Division of Brain, Imaging and Behaviour Systems, Krembil Brain Institute, Krembil Research Institute, Toronto, ON, Canada.
Institute of Medical Science, University of Toronto, Toronto, ON, Canada.
Pain. 2019 Jul;160(7):1670-1679. doi: 10.1097/j.pain.0000000000001545.
Therapeutic interventions for neuropathic pain, such as the N-methyl-D-aspartate (NMDA) antagonist ketamine, can vary widely in effectiveness. In this study, we conducted a longitudinal functional MRI study to test the hypothesis that the pain-relieving effect of ketamine is the result of reversal of abnormalities in regional low-frequency brain oscillations (LFOs) and abnormal cross-network functional connectivity (FC) of the dynamic pain connectome. We found that (1) ketamine decreased regional LFOs in the posterior cingulate cortex of the default mode network, (2) a machine-learning algorithm demonstrated that treatment-induced brain changes could be used to make generalizable inferences about pain relief, (3) treatment responders exhibited a significant decrease in cross-network static FC between the posterior cingulate cortex and regions of the sensorimotor and salience networks following treatment, (4) the degree of reduced cross-network FC correlated with the amount of pain relief, and (5) ketamine treatment did not produce significant differences in static or dynamic FC within the ascending nociceptive or descending antinociceptive pathway. These findings support the proposition that regional LFOs contribute to cross-network connectivity that underlie the effectiveness of ketamine to produce significant relief from neuropathic pain. Together with our recent findings that pretreatment dynamic FC of the descending antinociceptive pathway can predict ketamine treatment outcomes, these new findings indicate that pain relief from ketamine arises from a combination of flexible pretreatment FC of the descending antinocieptive pathway together with plasticity (reduction) of cross-network connectivity of the default mode network with sensorimotor and salience networks.

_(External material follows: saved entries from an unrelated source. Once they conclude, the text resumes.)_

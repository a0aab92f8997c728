//! Restock policy: target stock, case-rounded order quantity, status.

use serde::{Deserialize, Serialize};
use thiserror::Error;

use restock_core::DomainError;
use restock_inventory::InventoryItem;

/// Safety stock applied when none is configured (units).
pub const DEFAULT_SAFETY_STOCK: i64 = 75;
/// Case size applied when none is configured (units).
pub const DEFAULT_CASE_SIZE: i64 = 50;

#[derive(Debug, Error, Clone, PartialEq)]
pub enum PolicyError {
    #[error("current stock cannot be negative ({0})")]
    NegativeStock(i64),

    #[error("reorder point cannot be negative ({0})")]
    NegativeReorderPoint(i64),

    #[error("predicted demand must be a finite non-negative number ({0})")]
    InvalidDemand(f64),

    #[error("predicted demand is too large to order ({0})")]
    DemandOutOfRange(f64),

    #[error("safety stock cannot be negative ({0})")]
    NegativeSafetyStock(i64),

    #[error("case size must be positive ({0})")]
    NonPositiveCaseSize(i64),
}

impl From<PolicyError> for DomainError {
    fn from(err: PolicyError) -> Self {
        DomainError::validation(err.to_string())
    }
}

/// Policy parameters.
#[derive(Debug, Copy, Clone, PartialEq, Eq, Serialize, Deserialize)]
pub struct RestockConfig {
    safety_stock: i64,
    case_size: i64,
}

impl RestockConfig {
    pub fn new(safety_stock: i64, case_size: i64) -> Result<Self, PolicyError> {
        let config = Self {
            safety_stock,
            case_size,
        };
        config.validate()?;
        Ok(config)
    }

    pub fn safety_stock(&self) -> i64 {
        self.safety_stock
    }

    pub fn case_size(&self) -> i64 {
        self.case_size
    }

    fn validate(&self) -> Result<(), PolicyError> {
        if self.safety_stock < 0 {
            return Err(PolicyError::NegativeSafetyStock(self.safety_stock));
        }
        if self.case_size <= 0 {
            return Err(PolicyError::NonPositiveCaseSize(self.case_size));
        }
        Ok(())
    }
}

impl Default for RestockConfig {
    fn default() -> Self {
        Self {
            safety_stock: DEFAULT_SAFETY_STOCK,
            case_size: DEFAULT_CASE_SIZE,
        }
    }
}

/// The two stock figures the policy reads from an item.
#[derive(Debug, Copy, Clone, PartialEq, Eq)]
pub struct StockPosition {
    pub current_stock: i64,
    pub reorder_point: i64,
}

impl From<&InventoryItem> for StockPosition {
    fn from(item: &InventoryItem) -> Self {
        Self {
            current_stock: item.current_stock(),
            reorder_point: item.reorder_point(),
        }
    }
}

#[derive(Debug, Copy, Clone, PartialEq, Eq, Hash, Serialize, Deserialize)]
pub enum RestockStatus {
    CriticalLow,
    Restock,
    InStock,
}

impl RestockStatus {
    pub fn label(&self) -> &'static str {
        match self {
            RestockStatus::CriticalLow => "Critical Low",
            RestockStatus::Restock => "Restock",
            RestockStatus::InStock => "In Stock",
        }
    }

    pub fn badge(&self) -> Badge {
        match self {
            RestockStatus::CriticalLow => Badge::Red,
            RestockStatus::Restock => Badge::Yellow,
            RestockStatus::InStock => Badge::Green,
        }
    }
}

impl core::fmt::Display for RestockStatus {
    fn fmt(&self, f: &mut core::fmt::Formatter<'_>) -> core::fmt::Result {
        f.write_str(self.label())
    }
}

/// Display classification for a status.
#[derive(Debug, Copy, Clone, PartialEq, Eq, Hash, Serialize, Deserialize)]
#[serde(rename_all = "lowercase")]
pub enum Badge {
    Red,
    Yellow,
    Green,
}

/// Outcome of the policy for one item.
#[derive(Debug, Copy, Clone, PartialEq, Serialize)]
pub struct RestockDecision {
    pub target_stock: f64,
    pub raw_need: f64,
    /// Zero, or a whole number of cases.
    pub order_quantity: i64,
    pub status: RestockStatus,
    /// `current_stock < reorder_point`, independent of demand.
    pub is_critical: bool,
}

/// Decide whether and how much to reorder.
///
/// An order is placed only when the raw need exceeds one case; it is then
/// rounded up to a whole number of cases.
pub fn compute_restock_decision(
    item: &InventoryItem,
    predicted_demand: f64,
    config: &RestockConfig,
) -> Result<RestockDecision, PolicyError> {
    decide(StockPosition::from(item), predicted_demand, config)
}

/// Same as [`compute_restock_decision`], from raw stock figures.
pub fn decide(
    position: StockPosition,
    predicted_demand: f64,
    config: &RestockConfig,
) -> Result<RestockDecision, PolicyError> {
    config.validate()?;
    if position.current_stock < 0 {
        return Err(PolicyError::NegativeStock(position.current_stock));
    }
    if position.reorder_point < 0 {
        return Err(PolicyError::NegativeReorderPoint(position.reorder_point));
    }
    if !(predicted_demand.is_finite() && predicted_demand >= 0.0) {
        return Err(PolicyError::InvalidDemand(predicted_demand));
    }

    let target_stock = predicted_demand + config.safety_stock as f64;
    let raw_need = target_stock - position.current_stock as f64;
    let case = config.case_size as f64;

    let order_quantity = if raw_need > case {
        let cases = (raw_need / case).ceil();
        if cases >= i64::MAX as f64 {
            return Err(PolicyError::DemandOutOfRange(predicted_demand));
        }
        (cases as i64)
            .checked_mul(config.case_size)
            .ok_or(PolicyError::DemandOutOfRange(predicted_demand))?
    } else {
        0
    };

    let is_critical = position.current_stock < position.reorder_point;
    let status = if is_critical {
        RestockStatus::CriticalLow
    } else if raw_need > 0.0 {
        RestockStatus::Restock
    } else {
        RestockStatus::InStock
    };

    Ok(RestockDecision {
        target_stock,
        raw_need,
        order_quantity,
        status,
        is_critical,
    })
}

#[cfg(test)]
mod tests {
    use super::*;
    use proptest::prelude::*;

    fn pos(current_stock: i64, reorder_point: i64) -> StockPosition {
        StockPosition {
            current_stock,
            reorder_point,
        }
    }

    #[test]
    fn critical_item_rounds_up_to_whole_cases() {
        let d = decide(pos(40, 50), 30.0, &RestockConfig::new(75, 50).unwrap()).unwrap();
        assert_eq!(d.target_stock, 105.0);
        assert_eq!(d.raw_need, 65.0);
        assert_eq!(d.order_quantity, 100);
        assert_eq!(d.status, RestockStatus::CriticalLow);
        assert!(d.is_critical);
        assert_eq!(d.status.badge(), Badge::Red);
    }

    #[test]
    fn well_stocked_item_orders_nothing() {
        let d = decide(pos(200, 50), 10.0, &RestockConfig::new(75, 50).unwrap()).unwrap();
        assert_eq!(d.target_stock, 85.0);
        assert_eq!(d.raw_need, -115.0);
        assert_eq!(d.order_quantity, 0);
        assert_eq!(d.status, RestockStatus::InStock);
        assert!(!d.is_critical);
    }

    #[test]
    fn need_within_one_case_is_restock_without_order() {
        // raw need = 30 + 75 - 80 = 25, below one case of 50
        let d = decide(pos(80, 50), 30.0, &RestockConfig::default()).unwrap();
        assert_eq!(d.order_quantity, 0);
        assert_eq!(d.status, RestockStatus::Restock);
        assert_eq!(d.status.label(), "Restock");
    }

    #[test]
    fn need_of_exactly_one_case_orders_nothing() {
        // raw need = 50 + 75 - 75 = 50, not strictly above the case size
        let d = decide(pos(75, 10), 50.0, &RestockConfig::default()).unwrap();
        assert_eq!(d.order_quantity, 0);
    }

    #[test]
    fn malformed_inputs_are_rejected() {
        let cfg = RestockConfig::default();
        assert_eq!(decide(pos(-1, 5), 1.0, &cfg), Err(PolicyError::NegativeStock(-1)));
        assert_eq!(decide(pos(1, -5), 1.0, &cfg), Err(PolicyError::NegativeReorderPoint(-5)));
        assert!(matches!(decide(pos(1, 5), f64::NAN, &cfg), Err(PolicyError::InvalidDemand(_))));
        assert!(matches!(decide(pos(1, 5), -3.0, &cfg), Err(PolicyError::InvalidDemand(_))));
        assert_eq!(RestockConfig::new(75, 0), Err(PolicyError::NonPositiveCaseSize(0)));
        assert_eq!(RestockConfig::new(-1, 50), Err(PolicyError::NegativeSafetyStock(-1)));
    }

    #[test]
    fn demand_beyond_whole_cases_is_out_of_range() {
        let cfg = RestockConfig::default();
        assert_eq!(decide(pos(0, 0), 1e20, &cfg), Err(PolicyError::DemandOutOfRange(1e20)));
        assert_eq!(
            decide(pos(0, 0), f64::MAX, &cfg),
            Err(PolicyError::DemandOutOfRange(f64::MAX))
        );

        // 1e15 units still fits in i64 once rounded to cases of 50
        let d = decide(pos(0, 0), 1e15, &cfg).unwrap();
        assert_eq!(d.order_quantity % 50, 0);
        assert!(d.order_quantity as f64 >= d.raw_need);
    }

    #[test]
    fn policy_error_maps_to_validation() {
        let err: DomainError = PolicyError::NonPositiveCaseSize(0).into();
        assert!(matches!(err, DomainError::Validation(_)));
    }

    proptest! {
        #[test]
        fn order_quantity_is_whole_cases(
            stock in 0i64..10_000,
            rop in 0i64..10_000,
            demand in 0.0f64..10_000.0,
            safety in 0i64..500,
            case in 1i64..200,
        ) {
            let cfg = RestockConfig::new(safety, case).unwrap();
            let d = decide(pos(stock, rop), demand, &cfg).unwrap();
            prop_assert!(d.order_quantity >= 0);
            prop_assert_eq!(d.order_quantity % case, 0);
            if d.order_quantity > 0 {
                prop_assert!(d.order_quantity as f64 >= d.raw_need);
            }
        }

        #[test]
        fn huge_demand_never_yields_a_negative_order(
            stock in 0i64..10_000,
            demand in 0.0f64..1e20,
            case in 1i64..200,
        ) {
            let cfg = RestockConfig::new(75, case).unwrap();
            match decide(pos(stock, 0), demand, &cfg) {
                Ok(d) => {
                    prop_assert!(d.order_quantity >= 0);
                    prop_assert_eq!(d.order_quantity % case, 0);
                }
                Err(err) => prop_assert_eq!(err, PolicyError::DemandOutOfRange(demand)),
            }
        }

        #[test]
        fn covered_demand_orders_nothing(
            stock in 0i64..10_000,
            rop in 0i64..10_000,
            demand in 0.0f64..5_000.0,
            safety in 0i64..500,
        ) {
            prop_assume!(demand + safety as f64 <= stock as f64);
            let cfg = RestockConfig::new(safety, 50).unwrap();
            let d = decide(pos(stock, rop), demand, &cfg).unwrap();
            prop_assert_eq!(d.order_quantity, 0);
            prop_assert_eq!(d.status == RestockStatus::CriticalLow, stock < rop);
        }

        #[test]
        fn below_reorder_point_is_always_critical(
            stock in 0i64..1_000,
            gap in 1i64..1_000,
            demand in 0.0f64..10_000.0,
        ) {
            let d = decide(pos(stock, stock + gap), demand, &RestockConfig::default()).unwrap();
            prop_assert!(d.is_critical);
            prop_assert_eq!(d.status, RestockStatus::CriticalLow);
        }

        #[test]
        fn decision_is_deterministic(
            stock in 0i64..10_000,
            rop in 0i64..10_000,
            demand in 0.0f64..10_000.0,
        ) {
            let cfg = RestockConfig::default();
            prop_assert_eq!(
                decide(pos(stock, rop), demand, &cfg),
                decide(pos(stock, rop), demand, &cfg)
            );
        }
    }
}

治疗神经病理性疼痛的干预措施,如 N-甲基-D-天冬氨酸(NMDA)拮抗剂氯胺酮,其疗效差异很大。在这项研究中,我们进行了一项纵向功能磁共振成像研究,以检验以下假设:氯胺酮的镇痛作用是由于逆转局部低频脑振荡(LFO)和动态痛连接组的异常跨网络功能连接(FC)的异常。我们发现:(1)氯胺酮降低了默认模式网络后扣带回皮质的局部 LFO;(2)机器学习算法表明,治疗引起的大脑变化可用于对疼痛缓解进行可推广的推断;(3)治疗反应者在治疗后表现出后扣带回皮质与感觉运动和突显网络区域之间的跨网络静态 FC 显著降低;(4)跨网络 FC 的减少程度与疼痛缓解的程度相关;(5)氯胺酮治疗不会导致上行伤害感受或下行抗伤害感受通路中的静态或动态 FC 产生显著差异。这些发现支持了这样一种观点,即局部 LFOs 有助于跨网络连接,这是氯胺酮产生显著缓解神经病理性疼痛的有效性的基础。结合我们最近发现的下行抗伤害性通路的预处理动态 FC 可以预测氯胺酮治疗结果,这些新发现表明,氯胺酮的镇痛作用源于下行抗伤害性通路的预处理 FC 的灵活性与默认模式网络与感觉运动和突显网络之间的跨网络连接的可塑性(减少)的组合。